Российская буржуазия, разломав в феврале 1917 г. прогнившее самодержавие, решила воспользоваться прежней, насквозь ржавой государственной машиной в своих интересах. Буржуазия, как класс-гегемон в февральской революции, призывает в союзники рабочий класс, как тактического союзника против общего врага. Вооруженные марксистской теорией о революции российские рабочие в Октябре 1917 г. свергли власть буржуазии. Для подавления сопротивления угнетенных классов (прежней бюрократии и капиталистов) потребовалось создание нового государственного аппарата.
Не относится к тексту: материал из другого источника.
//! Platform-specific narration backends

// Native TTS backend using the tts crate (cross-platform)
pub mod native;

// espeak-ng child processes, used on WSL and as the Linux fallback
pub mod espeak;
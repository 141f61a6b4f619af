//! Terminal mode handling for the interactive player

pub mod util;

pub use util::{is_tty, restore_termios, set_raw_mode, TermiosGuard};
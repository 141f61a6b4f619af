//! Default key bindings for the player

use std::collections::HashMap;

/// Key sequence type
pub type KeySequence = Vec<u8>;

/// Transport command triggered by a key
#[derive(Debug, Clone, Copy, PartialEq, Eq)]
pub enum KeyAction {
    /// Play from idle/ended, otherwise pause or resume
    PlayPause,
    Stop,
    SkipBack,
    SkipForward,
    ToggleMute,
    Quit,
}

/// Create the default keymap
pub fn create_default_keymap() -> HashMap<KeySequence, KeyAction> {
    let mut map = HashMap::new();

    map.insert(b" ".to_vec(), KeyAction::PlayPause);
    map.insert(b"p".to_vec(), KeyAction::PlayPause);
    map.insert(b"s".to_vec(), KeyAction::Stop);
    map.insert(b"m".to_vec(), KeyAction::ToggleMute);

    // Skip (arrows and vi keys)
    map.insert(b"j".to_vec(), KeyAction::SkipBack);
    map.insert(b"l".to_vec(), KeyAction::SkipForward);
    map.insert(b"\x1b[D".to_vec(), KeyAction::SkipBack);
    map.insert(b"\x1b[C".to_vec(), KeyAction::SkipForward);
    map.insert(b"\x1bOD".to_vec(), KeyAction::SkipBack);
    map.insert(b"\x1bOC".to_vec(), KeyAction::SkipForward);

    map.insert(b"q".to_vec(), KeyAction::Quit);
    map.insert(b"\x03".to_vec(), KeyAction::Quit); // Ctrl-C in raw mode

    map
}

/// Split raw terminal input into actions
///
/// Several keys can arrive in one read. The longest binding wins at each
/// position; unbound bytes are skipped.
pub fn parse_keys(keymap: &HashMap<KeySequence, KeyAction>, input: &[u8]) -> Vec<KeyAction> {
    let longest = keymap.keys().map(Vec::len).max().unwrap_or(0);
    let mut actions = Vec::new();
    let mut pos = 0;

    while pos < input.len() {
        let max_len = longest.min(input.len() - pos);
        let matched = (1..=max_len)
            .rev()
            .find_map(|len| keymap.get(&input[pos..pos + len]).map(|action| (len, *action)));

        match matched {
            Some((len, action)) => {
                actions.push(action);
                pos += len;
            }
            None => pos += 1,
        }
    }

    actions
}

#[cfg(test)]
mod tests {
    use super::*;

    #[test]
    fn test_single_keys() {
        let keymap = create_default_keymap();
        assert_eq!(parse_keys(&keymap, b" "), vec![KeyAction::PlayPause]);
        assert_eq!(parse_keys(&keymap, b"\x03"), vec![KeyAction::Quit]);
    }

    #[test]
    fn test_arrow_sequences() {
        let keymap = create_default_keymap();
        assert_eq!(parse_keys(&keymap, b"\x1b[D"), vec![KeyAction::SkipBack]);
        assert_eq!(parse_keys(&keymap, b"\x1bOC"), vec![KeyAction::SkipForward]);
    }

    #[test]
    fn test_batched_input() {
        let keymap = create_default_keymap();
        assert_eq!(
            parse_keys(&keymap, b"l\x1b[Cmx"),
            vec![
                KeyAction::SkipForward,
                KeyAction::SkipForward,
                KeyAction::ToggleMute
            ]
        );
    }

    #[test]
    fn test_unbound_bytes_skipped() {
        let keymap = create_default_keymap();
        assert!(parse_keys(&keymap, b"xyz\x1b[A").is_empty());
    }
}
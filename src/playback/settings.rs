//! Tunable playback parameters

use crate::content::DEFAULT_WORDS_PER_SECOND;
use crate::speech::DEFAULT_LANGUAGE;
use std::time::Duration;

/// Settings the controller applies to every utterance and transition
///
/// The three delays work around engines whose cancel takes effect
/// asynchronously. They are tuning values, not correctness guarantees:
/// events from a replaced utterance are discarded by id regardless.
#[derive(Debug, Clone, PartialEq)]
pub struct PlaybackSettings {
    /// Narration pace used for duration estimates and word offsets
    pub words_per_second: f64,

    /// Jump size for skip forward / skip back
    pub skip_seconds: f64,

    /// Sampler period
    pub tick: Duration,

    /// Wait between cancelling live speech and starting new speech in `play`
    pub restart_settle: Duration,

    /// Wait between cancelling and restarting after a seek
    pub seek_settle: Duration,

    /// Wait after a post-seek start before pausing again
    pub repause_delay: Duration,

    /// Language tag for utterances
    pub language: String,

    /// Speech rate (0-100, 50 is normal)
    pub rate: Option<u8>,

    /// Pitch (0-100, 50 is normal)
    pub pitch: Option<u8>,

    /// Unmuted output volume (0.0-1.0)
    pub volume: f32,
}

impl Default for PlaybackSettings {
    fn default() -> Self {
        Self {
            words_per_second: DEFAULT_WORDS_PER_SECOND,
            skip_seconds: 15.0,
            tick: Duration::from_millis(100),
            restart_settle: Duration::from_millis(50),
            seek_settle: Duration::from_millis(200),
            repause_delay: Duration::from_millis(100),
            language: DEFAULT_LANGUAGE.to_string(),
            rate: None,
            pitch: None,
            volume: 1.0,
        }
    }
}
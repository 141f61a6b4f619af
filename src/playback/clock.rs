//! Wall-clock position tracking
//!
//! Engines do not report progress inside an utterance, so position is
//! derived from the wall clock: `elapsed = now - anchor`, where the anchor is
//! the instant playback would have started had it begun at zero. The anchor
//! is stored as an instant plus a base offset so it never has to be
//! represented before the process epoch.

use std::time::{Duration, Instant};

/// Anchor from which elapsed playback time is derived
#[derive(Debug, Clone, Copy, Default)]
pub struct PlaybackClock {
    anchor: Option<(Instant, f64)>,
}

impl PlaybackClock {
    pub fn new() -> Self {
        Self::default()
    }

    /// Position playback at `seconds` as of `now`
    pub fn anchor(&mut self, now: Instant, seconds: f64) {
        self.anchor = Some((now, seconds.max(0.0)));
    }

    pub fn clear(&mut self) {
        self.anchor = None;
    }

    pub fn is_anchored(&self) -> bool {
        self.anchor.is_some()
    }

    /// Elapsed seconds at `now`, capped at `total`
    ///
    /// Returns `None` when the clock is not anchored.
    pub fn elapsed(&self, now: Instant, total: f64) -> Option<f64> {
        self.anchor.map(|(start, base)| {
            let running = now.saturating_duration_since(start).as_secs_f64();
            (base + running).min(total)
        })
    }
}

/// Fixed-period timer that drives position updates while playing
#[derive(Debug, Clone)]
pub struct Sampler {
    period: Duration,
    next_due: Option<Instant>,
}

impl Sampler {
    pub fn new(period: Duration) -> Self {
        Self {
            period: period.max(Duration::from_millis(1)),
            next_due: None,
        }
    }

    pub fn period(&self) -> Duration {
        self.period
    }

    pub fn start(&mut self, now: Instant) {
        self.next_due = Some(now + self.period);
    }

    pub fn stop(&mut self) {
        self.next_due = None;
    }

    pub fn is_running(&self) -> bool {
        self.next_due.is_some()
    }

    /// Whether a tick is due at `now`; consumes it if so
    ///
    /// Missed ticks collapse into one rather than firing in a burst.
    pub fn take_tick(&mut self, now: Instant) -> bool {
        match self.next_due {
            Some(due) if now >= due => {
                let mut next = due + self.period;
                if next <= now {
                    next = now + self.period;
                }
                self.next_due = Some(next);
                true
            }
            _ => false,
        }
    }

    /// Time until the next tick, if running
    pub fn time_until_tick(&self, now: Instant) -> Option<Duration> {
        self.next_due.map(|due| due.saturating_duration_since(now))
    }
}

#[cfg(test)]
mod tests {
    use super::*;

    #[test]
    fn test_unanchored_clock() {
        let clock = PlaybackClock::new();
        assert!(!clock.is_anchored());
        assert_eq!(clock.elapsed(Instant::now(), 100.0), None);
    }

    #[test]
    fn test_elapsed_from_anchor() {
        let t0 = Instant::now();
        let mut clock = PlaybackClock::new();
        clock.anchor(t0, 30.0);
        assert_eq!(clock.elapsed(t0, 120.0), Some(30.0));
        assert_eq!(clock.elapsed(t0 + Duration::from_millis(2500), 120.0), Some(32.5));
    }

    #[test]
    fn test_elapsed_capped_at_total() {
        let t0 = Instant::now();
        let mut clock = PlaybackClock::new();
        clock.anchor(t0, 110.0);
        assert_eq!(clock.elapsed(t0 + Duration::from_secs(60), 120.0), Some(120.0));
    }

    #[test]
    fn test_elapsed_before_anchor_is_base() {
        let t0 = Instant::now();
        let mut clock = PlaybackClock::new();
        clock.anchor(t0 + Duration::from_secs(1), 5.0);
        assert_eq!(clock.elapsed(t0, 120.0), Some(5.0));
    }

    #[test]
    fn test_sampler_ticks_on_period() {
        let t0 = Instant::now();
        let mut sampler = Sampler::new(Duration::from_millis(100));
        assert!(!sampler.take_tick(t0));

        sampler.start(t0);
        assert!(sampler.is_running());
        assert!(!sampler.take_tick(t0 + Duration::from_millis(50)));
        assert!(sampler.take_tick(t0 + Duration::from_millis(100)));
        assert!(!sampler.take_tick(t0 + Duration::from_millis(150)));
        assert!(sampler.take_tick(t0 + Duration::from_millis(200)));
    }

    #[test]
    fn test_sampler_collapses_missed_ticks() {
        let t0 = Instant::now();
        let mut sampler = Sampler::new(Duration::from_millis(100));
        sampler.start(t0);

        let late = t0 + Duration::from_secs(2);
        assert!(sampler.take_tick(late));
        assert!(!sampler.take_tick(late));
        assert_eq!(sampler.time_until_tick(late), Some(Duration::from_millis(100)));
    }

    #[test]
    fn test_stopped_sampler_never_ticks() {
        let t0 = Instant::now();
        let mut sampler = Sampler::new(Duration::from_millis(100));
        sampler.start(t0);
        sampler.stop();
        assert!(!sampler.take_tick(t0 + Duration::from_secs(1)));
        assert_eq!(sampler.time_until_tick(t0), None);
    }
}
//! Speech synthesis system

pub mod synth;
pub mod backends;

pub use synth::{
    create_backend, scale_setting, Narrator, NarratorEvent, NarratorEventKind, NarratorFeatures,
    SpeechBackend, SpeechErrorKind, UtteranceId, UtteranceRequest, DEFAULT_LANGUAGE,
};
В Октябре 1917 г. рабочий класс, свергая собственную буржуазию и остатки монархии, для борьбы с сопротивлением свергнутых классов, для отражения интервенции, для организации и управления производством самостоятельно строит свою, собственную государственную машину, казалось бы, всецело подконтрольную, для защиты своих классовых интересов, не зная и не подозревая, что чудовище, называемое государством, взяв силы противоборствующих сторон, имеет свойство откалываться от породившего его класса, становиться новым эксплуататором, превращаться в самостоятельную общественную силу, имеющую свои интересы, противоположные остальному обществу, уверовав в собственную значимость, и становиться для себя самоцелью. Но как свинья грызет корни дуба, так и государство, угнетая народ, тем подставляет свою голову под гильотину.

В России февраль 1917 г. стал ключевой точкой, когда буржуазия одержала верх над государственным авторитаризмом, и старая оболочка самодержавия стала не нужна. В Октябре 1917 г. рабочий класс взял власть у буржуазии, перехватив февральскую победу буржуазии над монархией, обратив ее в свою пользу.